Rebecca Ann Telford was born in Brigham City, Box Elder County, Utah on January 16, 1862, less than 15 years after the first Company reached the Salt Lake Valley. She is the daughter of John Telford and Elizabeth Robinson Telford, who were both early Utah Pioneers.

Her mother emigrated from England with her brother, leaving parents, family and friends, to face the perils of an unknown wilderness to cast her lot with the people of her faith. Her brother died on the plains from hunger and cold. She walked over 1,000 miles and pulled a handcart through the summer heat and winter blizzard and icy winds. She forded streams and rivers of slush ice, her clothes freezing on her. She was stalked by wolves and suffered from hunger and all the hardships endured by that courageous band, on what has since been described by historians as the most tragic journey in our pioneer history.

Her father emigrated from Ireland to Canada where he joined the L.D.S. Church, and moved to Kirtland just before the Saints were forced by threatening mobs to leave the City. He was mobbed, persecuted and driven in Ohio, Missouri and Illinois. When they were driven from Nauvoo and came to the trip West, he was Captain of "50" and while crossing the plains, they were attacked by Indians, who killed his fine black mare, surrounded his other horses and drove them away.

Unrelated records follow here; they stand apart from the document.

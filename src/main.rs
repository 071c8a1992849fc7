use anyhow::Result;
use indicatif::MultiProgress;
use munhash::{set_global_multiprogress, MunicipalHasher};
use std::path::PathBuf;
use std::sync::Arc;

// Heavy iteration count keeps every record CPU-bound.
const PBKDF2_ITERATIONS: u32 = 50_000;
const HASH_BYTES: usize = 32; // 256 bits
const CSV_URL: &str = "https://www.gov.br/receitafederal/dados/municipios.csv";
const OUT_DIR_NAME: &str = "mun_hash_por_uf";

fn main() -> Result<()> {
    let base_dir = std::env::current_dir().unwrap_or_else(|_| PathBuf::from("."));
    let hw = std::thread::available_parallelism().map(|n| n.get()).unwrap_or(8);
    set_global_multiprogress(Arc::new(MultiProgress::new()));

    let summary = MunicipalHasher::new()
        .base_dir(&base_dir)
        .source_url(CSV_URL)
        .out_dir_name(OUT_DIR_NAME)
        .iterations(PBKDF2_ITERATIONS)
        .hash_bytes(HASH_BYTES)
        .parallelism(hw)
        .progress(true)
        .run()?;

    println!(
        "{} records hashed into {} UFs under {}",
        summary.records_written(),
        summary.regions.len(),
        summary.out_dir.display()
    );
    Ok(())
}
/// Fixed pepper mixed into every salt.
///
/// Not a secret: it only keeps salts from colliding with unrelated datasets that also key on
/// IBGE codes. Changing it changes every emitted hash.
pub const PEPPER: &str = "PBKDF2_DEMOSYNC_V1";

/// Deterministic salt for a record: UTF-8 bytes of `"{code_b}|{pepper}"`.
pub fn build_salt(code_b: &str, pepper: &str) -> Vec<u8> {
    format!("{code_b}|{pepper}").into_bytes()
}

He was fortunate in being able to buy oxen and one horse which he hitched with a cow. Thus he finished his weary trek to the Salt Lake Valley.

Rebecca was the third child in a family of nine children, three of whom died young. When she was three years of age, her parents old their farm in Brigham city, and returned to their home in Bountiful where she spent her childhood and grew to womanhood. Bountiful is the second oldest City in Utah.

Although Rebecca's childhood was spent under the trying conditions prevalent in Utah at that early time, she never knew want or privation, or lacked the best that the pioneer community afforded.

They owned only a small farm, but raised several kinds of grain, feed for all their stock, what for their flour, and all kinds of small fruit, as well as peacches, apples and plums. They always raised a good vegetable garden and had colonies of bees which provided them with plenty of honey. This, added to their eggs, butter and milk and the meat that was also raised on the farm gave them plenty and some to spare. Her mother always had the children well dressed as she was exceptionally good at sewing and dressmaking.

No one had much money at that time, but they learned to enjoy the simple pleasures and made the best of what they had. Rebecca had a happy childhood, and a variety of interests. As they lived only then miles from Salt Lake City, she had the opportunity of gong there quite often and enjoyed the better advantages of that larger community.

Rebecca was taught to love good books and the beauties of nature. Many happy days were spent in the canyons hiking and climbing and picnicking by her and her fiends. They also used to go bathing in Great Salt Lake during the summer as the lake was near their home at that early day. There was also a large pond on their farm and this provided pleasure and amusement both summer and winter. In the summer they went saling on home-made rafts and skated in the winter. The children of the neighbrhood gathered there, and built large bonfies and roasted artichokes, potatoes, corn and nuts in the ashes and ate their picnic around the campfire.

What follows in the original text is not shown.